Maybe we could name this system RAID-Infinite (Redundant Array of Independent Disks - Infinite).

2 Likes

It’s not RAID, it’s MAID.

Massive Array of Internetworked Disks

2 Likes

source: https://www.pinterest.com/pin/434245589040327925/

Unskilled edit, someone with more artistic talent be my guest.

5 Likes

even with 8 machines down isnt there caching all over the network?

This is not reliable because not all data are cached (mutable data are never cached and immutable are not cached when they are not access frequently).

1 Like

My only outstanding question here is how quickly does the overarching network recognize the drop of a host that had a specific chunk to determine that chunk needs to be copied elsewhere to keep say the 8 replication factor(thinking in terms of apache cassandra lol :stuck_out_tongue: ) . If it can detect it within say 1-5 mins that likely should be fast enough to prevent a chunk loss, but if it takes say 30 mins to an hour to realize a node went down with that chunk I think we will be in for some problems.

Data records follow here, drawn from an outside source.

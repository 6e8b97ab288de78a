use crossterm::event::{KeyCode, KeyEvent, KeyModifiers, MouseEvent, MouseEventKind};
use ratatui::layout::Rect;
use crate::app::App;
use crate::tui::AppEvent;

pub fn handle_event(app: &mut App, event: AppEvent) {
    match event {
        AppEvent::Key(key) => handle_key(app, key),
        AppEvent::Mouse(mouse) => handle_mouse(app, mouse),
        AppEvent::Resize(_, _) => {}
        AppEvent::Tick => app.tick_animation(),
        AppEvent::Completed(completion) => app.apply_completion(completion),
    }
}

fn handle_key(app: &mut App, key: KeyEvent) {
    let ctrl = key.modifiers.contains(KeyModifiers::CONTROL);

    match key.code {
        // Global keys that work on any focus
        KeyCode::Char('c') if ctrl => app.should_quit = true,
        KeyCode::Esc => app.should_quit = true,
        KeyCode::Char('s') if ctrl => app.surprise(),

        // Focus
        KeyCode::Tab | KeyCode::Down => app.form.focus_next(),
        KeyCode::BackTab | KeyCode::Up => app.form.focus_prev(),

        KeyCode::Enter => app.activate(),

        // Results scrolling
        KeyCode::PageDown => app.scroll_results_down(),
        KeyCode::PageUp => app.scroll_results_up(),

        // Editing the focused field
        KeyCode::Backspace => app.form.backspace(),
        KeyCode::Delete => app.form.delete(),
        KeyCode::Left => app.form.cursor_left(),
        KeyCode::Right => app.form.cursor_right(),
        KeyCode::Home => app.form.cursor_home(),
        KeyCode::End => app.form.cursor_end(),
        KeyCode::Char(c) if !ctrl => app.form.insert_char(c),

        _ => {}
    }
}

/// Check if a point is within a rectangle
fn point_in_rect(x: u16, y: u16, rect: Rect) -> bool {
    x >= rect.x && x < rect.x + rect.width && y >= rect.y && y < rect.y + rect.height
}

fn handle_mouse(app: &mut App, mouse: MouseEvent) {
    let in_results = app
        .results_area
        .map(|r| point_in_rect(mouse.column, mouse.row, r))
        .unwrap_or(false);
    if !in_results {
        return;
    }

    match mouse.kind {
        MouseEventKind::ScrollDown => app.scroll_results_down(),
        MouseEventKind::ScrollUp => app.scroll_results_up(),
        _ => {}
    }
}
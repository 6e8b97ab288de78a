pub mod api;
pub mod app;
pub mod cli;
pub mod config;
pub mod error;
pub mod form;
pub mod handler;
pub mod movie;
pub mod orchestrator;
pub mod state;
pub mod tui;
pub mod ui;
pub mod view;

// Re-export main types for convenience
pub use api::{HttpRecommendationClient, RecommendationApi};
pub use config::Config;
pub use error::{ApiError, ValidationError};
pub use form::{FormAction, InputForm};
pub use movie::{Movie, MovieId, RecommendationSet, TitleTriple};
pub use orchestrator::{Completion, Orchestrator, PendingRequest};
pub use state::{RequestKind, RequestState};
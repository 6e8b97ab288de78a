use std::process::ExitCode;
use std::sync::{Arc, Mutex};

use anyhow::Result;
use clap::Parser;
use tracing_subscriber::EnvFilter;

use movie_recommender::api::{HttpRecommendationClient, RecommendationApi};
use movie_recommender::app::App;
use movie_recommender::cli::{self, Cli};
use movie_recommender::config::{self, Config};
use movie_recommender::tui::{self, EventHandler, Tui};
use movie_recommender::{handler, ui};

#[tokio::main]
async fn main() -> Result<ExitCode> {
    let cli = Cli::parse();

    let mut config = Config::load()?;
    cli.apply(&mut config);

    match cli.command {
        Some(command) => {
            init_stderr_logging();
            cli::run_headless(command, &config).await
        }
        None => {
            init_file_logging(&config);
            run_tui(&config).await?;
            Ok(ExitCode::SUCCESS)
        }
    }
}

fn env_filter(default: &str) -> EnvFilter {
    EnvFilter::try_from_default_env().unwrap_or_else(|_| EnvFilter::new(default))
}

fn init_stderr_logging() {
    tracing_subscriber::fmt()
        .with_env_filter(env_filter("warn"))
        .with_writer(std::io::stderr)
        .init();
}

/// The TUI owns the terminal, so logs go to a file. If the file cannot be
/// opened the app still runs, without logs.
fn init_file_logging(config: &Config) {
    let Some(path) = config.log_path() else {
        eprintln!("warning: no log file location available, logging disabled");
        return;
    };
    let file = match config::open_log_file(&path) {
        Ok(file) => file,
        Err(e) => {
            eprintln!("warning: {:#}, logging disabled", e);
            return;
        }
    };

    tracing_subscriber::fmt()
        .with_env_filter(env_filter("info"))
        .with_ansi(false)
        .with_writer(Mutex::new(file))
        .init();
    tracing::info!(api = %config.api_base_url, log = %path.display(), "Starting recommender");
}

async fn run_tui(config: &Config) -> Result<()> {
    tui::leave_on_panic();
    let mut terminal = tui::enter()?;

    let mut events = EventHandler::start(tui::TICK_RATE);
    let api: Arc<dyn RecommendationApi> =
        Arc::new(HttpRecommendationClient::new(&config.api_base_url));
    let mut app = App::new(api, config.request_timeout(), events.sender());

    let result = run_loop(&mut terminal, &mut app, &mut events).await;
    tui::leave()?;
    result
}

async fn run_loop(terminal: &mut Tui, app: &mut App, events: &mut EventHandler) -> Result<()> {
    while !app.should_quit {
        terminal.draw(|frame| ui::render(app, frame))?;

        match events.next().await {
            Some(event) => handler::handle_event(app, event),
            None => break,
        }
    }
    Ok(())
}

We can’t assume 8 personal random computers around the globe storing data are going to be crazy stable. Certainly some network die hards will be but I think 50% or more of the hosting power will be those interested in testing it but not fully invested into helping the ecosystem(meaning they will cut off after some time when they get bored/not getting rich off their few maidsafe coins collected heh).

1 Like

In the past IIRC it has been stated that a missing vault would be detected in well under a second, and data replicated in a fraction of a second.

2 Likes

Looking forward to hearing how the math and estimates work out there. Sounds impossible on a massive network at scale (talking millions of nodes).

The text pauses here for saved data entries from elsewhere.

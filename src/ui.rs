use ratatui::{
    Frame,
    layout::{Alignment, Constraint, Layout, Rect},
    style::{Color, Modifier, Style, Stylize},
    text::{Line, Span},
    widgets::{
        Block, Borders, Paragraph, Scrollbar, ScrollbarOrientation, ScrollbarState, Wrap,
    },
};
use crate::app::App;
use crate::form::{FormFocus, InputField, FIELD_COUNT, FIELD_LABELS, FIELD_PLACEHOLDERS};
use crate::view::{
    page_view, MovieCard, PosterView, ResultsView, EMPTY_PROMPT, ERROR_PREFIX, LOADING_TEXT,
    NO_POSTER,
};

const FIELD_HEIGHT: u16 = 3;
// Borders + 3 fields + buttons + validation line
const FORM_HEIGHT: u16 = 2 + FIELD_HEIGHT * FIELD_COUNT as u16 + 2;
const ERROR_HEIGHT: u16 = 3;
// Borders + poster box + title + year + 3 overview lines
const CARD_HEIGHT: u16 = 2 + 3 + 1 + 1 + 3;

pub fn render(app: &mut App, frame: &mut Frame) {
    let area = frame.area();

    let has_error = app.state().error().is_some();
    let [header_area, form_area, error_area, results_area, footer_area] = Layout::vertical([
        Constraint::Length(2),
        Constraint::Length(FORM_HEIGHT),
        Constraint::Length(if has_error { ERROR_HEIGHT } else { 0 }),
        Constraint::Min(0),
        Constraint::Length(1),
    ])
    .areas(area);

    render_header(frame, header_area);
    render_form(app, frame, form_area);
    render_results(app, frame, error_area, results_area);
    render_footer(frame, footer_area);
}

fn render_header(frame: &mut Frame, area: Rect) {
    let lines = vec![
        Line::from(Span::styled(
            "Movie Recommender AI",
            Style::default().fg(Color::Cyan).bold(),
        )),
        Line::from(Span::styled(
            "Find your next binge-watch!",
            Style::default().fg(Color::DarkGray),
        )),
    ];
    frame.render_widget(Paragraph::new(lines).alignment(Alignment::Center), area);
}

fn render_form(app: &App, frame: &mut Frame, area: Rect) {
    let block = Block::default()
        .borders(Borders::ALL)
        .border_style(Style::default().fg(Color::DarkGray))
        .title(" Tell us 3 movies/series you like: ");
    let inner = block.inner(area);
    frame.render_widget(block, area);

    let [f1, f2, f3, buttons_area, validation_area] = Layout::vertical([
        Constraint::Length(FIELD_HEIGHT),
        Constraint::Length(FIELD_HEIGHT),
        Constraint::Length(FIELD_HEIGHT),
        Constraint::Length(1),
        Constraint::Length(1),
    ])
    .areas(inner);

    for (index, field_area) in [f1, f2, f3].into_iter().enumerate() {
        let focused = app.form.focus == FormFocus::Field(index);
        render_field(frame, field_area, index, &app.form.fields()[index], focused);
    }

    let button = |label: &'static str, focused: bool, color: Color| {
        let style = if focused {
            Style::default().bg(color).fg(Color::Black).add_modifier(Modifier::BOLD)
        } else {
            Style::default().fg(color)
        };
        Span::styled(format!("[ {} ]", label), style)
    };
    let buttons = Line::from(vec![
        button(
            "Get Recommendations",
            app.form.focus == FormFocus::RecommendButton,
            Color::Cyan,
        ),
        Span::raw("  "),
        button(
            "Surprise Me!",
            app.form.focus == FormFocus::SurpriseButton,
            Color::Green,
        ),
    ]);
    frame.render_widget(Paragraph::new(buttons), buttons_area);

    if let Some(message) = app.form.validation_message() {
        frame.render_widget(
            Paragraph::new(Span::styled(message, Style::default().fg(Color::Red))),
            validation_area,
        );
    }
}

fn render_field(frame: &mut Frame, area: Rect, index: usize, field: &InputField, focused: bool) {
    let border_color = if field.invalid {
        Color::Red
    } else if focused {
        Color::Yellow
    } else {
        Color::DarkGray
    };
    let block = Block::default()
        .borders(Borders::ALL)
        .border_style(Style::default().fg(border_color))
        .title(format!(" {} ", FIELD_LABELS[index]));

    // Horizontal scrolling keeps the cursor visible
    let inner_width = area.width.saturating_sub(2) as usize;
    let scroll_offset = field.cursor.saturating_sub(inner_width.saturating_sub(1));

    let text = if field.value.is_empty() {
        Span::styled(FIELD_PLACEHOLDERS[index], Style::default().fg(Color::DarkGray))
    } else {
        Span::raw(
            field
                .value
                .chars()
                .skip(scroll_offset)
                .take(inner_width)
                .collect::<String>(),
        )
    };
    frame.render_widget(Paragraph::new(text).block(block), area);

    if focused && inner_width > 0 {
        let x = area.x + 1 + (field.cursor - scroll_offset) as u16;
        frame.set_cursor_position((x, area.y + 1));
    }
}

fn render_results(app: &mut App, frame: &mut Frame, error_area: Rect, area: Rect) {
    app.results_area = Some(area);
    let view = page_view(app.orchestrator.state());

    if let Some(message) = view.error {
        let banner = Paragraph::new(Line::from(vec![
            Span::styled(ERROR_PREFIX, Style::default().fg(Color::Red).bold()),
            Span::styled(message, Style::default().fg(Color::Red)),
        ]))
        .alignment(Alignment::Center)
        .wrap(Wrap { trim: true })
        .block(
            Block::default()
                .borders(Borders::ALL)
                .border_style(Style::default().fg(Color::Red)),
        );
        frame.render_widget(banner, error_area);
    }

    match view.results {
        ResultsView::Loading => {
            app.results_rows = 0;
            // Animated ellipsis: cycles through ".", "..", "..."
            let dots = ".".repeat((app.animation_frame as usize) + 1);
            let loading = Paragraph::new(Span::styled(
                format!("{}{}", LOADING_TEXT, dots),
                Style::default().fg(Color::Cyan).add_modifier(Modifier::ITALIC),
            ))
            .alignment(Alignment::Center);
            frame.render_widget(loading, padded(area));
        }
        ResultsView::Prompt => {
            app.results_rows = 0;
            let prompt = Paragraph::new(Span::styled(EMPTY_PROMPT, Style::default().fg(Color::DarkGray)))
                .alignment(Alignment::Center)
                .wrap(Wrap { trim: true });
            frame.render_widget(prompt, padded(area));
        }
        ResultsView::Cards { heading, cards } => {
            let [heading_area, grid_area] =
                Layout::vertical([Constraint::Length(2), Constraint::Min(0)]).areas(area);

            frame.render_widget(
                Paragraph::new(Span::styled(heading, Style::default().bold()))
                    .alignment(Alignment::Center),
                heading_area,
            );
            app.results_rows = render_grid(frame, grid_area, &cards, &mut app.results_scroll);
        }
    }
}

/// Leaves a blank line above centered messages
fn padded(area: Rect) -> Rect {
    let [_, body] = Layout::vertical([Constraint::Length(1), Constraint::Min(0)]).areas(area);
    body
}

fn column_count(width: u16) -> usize {
    match width {
        w if w >= 90 => 3,
        w if w >= 60 => 2,
        _ => 1,
    }
}

/// Draws the visible rows of cards starting at `scroll`; returns the total row count.
fn render_grid(frame: &mut Frame, area: Rect, cards: &[MovieCard<'_>], scroll: &mut u16) -> u16 {
    let columns = column_count(area.width);
    let rows = cards.len().div_ceil(columns) as u16;
    *scroll = (*scroll).min(rows.saturating_sub(1));

    let visible_rows = (area.height / CARD_HEIGHT).max(1);

    for (slot, row) in (*scroll..rows).take(visible_rows as usize).enumerate() {
        let y = area.y + slot as u16 * CARD_HEIGHT;
        let height = CARD_HEIGHT.min(area.bottom().saturating_sub(y));
        if height == 0 {
            break;
        }
        let row_area = Rect::new(area.x, y, area.width, height);
        let cells = Layout::horizontal(vec![Constraint::Ratio(1, columns as u32); columns])
            .split(row_area);

        let start = row as usize * columns;
        for (cell, card) in cells.iter().zip(cards.iter().skip(start).take(columns)) {
            render_card(frame, *cell, card);
        }
    }

    if rows > visible_rows {
        let scrollbar = Scrollbar::new(ScrollbarOrientation::VerticalRight);
        let mut state = ScrollbarState::new(rows as usize).position(*scroll as usize);
        frame.render_stateful_widget(scrollbar, area, &mut state);
    }

    rows
}

fn render_card(frame: &mut Frame, area: Rect, card: &MovieCard<'_>) {
    let block = Block::default()
        .borders(Borders::ALL)
        .border_style(Style::default().fg(Color::Gray));
    let inner = block.inner(area);
    frame.render_widget(block, area);

    let [poster_area, title_area, year_area, overview_area] = Layout::vertical([
        Constraint::Length(3),
        Constraint::Length(1),
        Constraint::Length(1),
        Constraint::Min(0),
    ])
    .areas(inner);

    let poster_block = Block::default()
        .borders(Borders::ALL)
        .border_style(Style::default().fg(Color::DarkGray));
    let poster = match card.poster {
        PosterView::Image { url, alt } => Paragraph::new(Line::from(vec![
            Span::styled("▣ ", Style::default().fg(Color::Magenta)),
            Span::styled(url, Style::default().fg(Color::Blue).add_modifier(Modifier::UNDERLINED)),
        ]))
        .block(poster_block.title(format!(" {} ", alt))),
        PosterView::Placeholder => Paragraph::new(Span::styled(
            NO_POSTER,
            Style::default().fg(Color::DarkGray),
        ))
        .alignment(Alignment::Center)
        .block(poster_block),
    };
    frame.render_widget(poster, poster_area);

    frame.render_widget(
        Paragraph::new(Span::styled(card.title, Style::default().bold())),
        title_area,
    );

    if let Some(year) = &card.year {
        frame.render_widget(
            Paragraph::new(Span::styled(year.as_str(), Style::default().fg(Color::DarkGray))),
            year_area,
        );
    }

    frame.render_widget(
        Paragraph::new(card.overview)
            .style(Style::default().fg(Color::Gray))
            .wrap(Wrap { trim: true }),
        overview_area,
    );
}

fn render_footer(frame: &mut Frame, area: Rect) {
    let hints = Line::from(vec![
        Span::styled(" Tab", Style::default().fg(Color::Yellow)),
        Span::raw(" next  "),
        Span::styled("Enter", Style::default().fg(Color::Yellow)),
        Span::raw(" submit  "),
        Span::styled("Ctrl+S", Style::default().fg(Color::Yellow)),
        Span::raw(" surprise  "),
        Span::styled("PgUp/PgDn", Style::default().fg(Color::Yellow)),
        Span::raw(" scroll  "),
        Span::styled("Esc", Style::default().fg(Color::Yellow)),
        Span::raw(" quit "),
        Span::styled(
            format!("v{}", env!("CARGO_PKG_VERSION")),
            Style::default().fg(Color::DarkGray),
        ),
    ]);
    frame.render_widget(Paragraph::new(hints), area);
}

Replying to your post takes milliseconds from the point of hitting reply to it appearing on your computer.
My reply is channeled to a URL.
I assume over the safe network, checking the addressed bit of data also takes milliseconds.
Edit: What I am looking forward to finding out over the vauls at home, is the amount of CPU time
a vault uses to do the above.

Each chunk is duplicated locally in the section responsible for it. With replication factor = 8, we are talking about only 8-22 nodes, all directly interconnected.

3 Likes

Gotcha, and that section talks to other nodes that are not geographically within the same location so we are pretty safe there, at 8-22 nodes I still would expect consensus to take 5 seconds or so, not sub 1 second.

I suppose the technique of how it knows comes into question. Does it check all hosts every time a GET is made by a client(which can be seen as client polling, imo not good enough because vaults could go down long before a client ever re-requests the data). Does the network stay chatty where in the background section validates that all chunks are still at a RP(replication factor) of 8 for availability on the network? If this has all been answered elsewhere feel free to link me over to it. Then even more questions come into play well when you have vaults with 100,000+ chunks of data, validating its all present in the bg, seems like scale could play an issue unless there is some “hash” check that a vaults share to check all the data is present it would expect compared to neighbor section vs each individual chunk(maybe in this case an elder has the “trusted” hash other vaults have to match with).

I wish all the low level interesting tech stuff of the SAFE network was well documented in a glossary of sorts with hyperlinks to how every little detail works. Not scattered forum posts.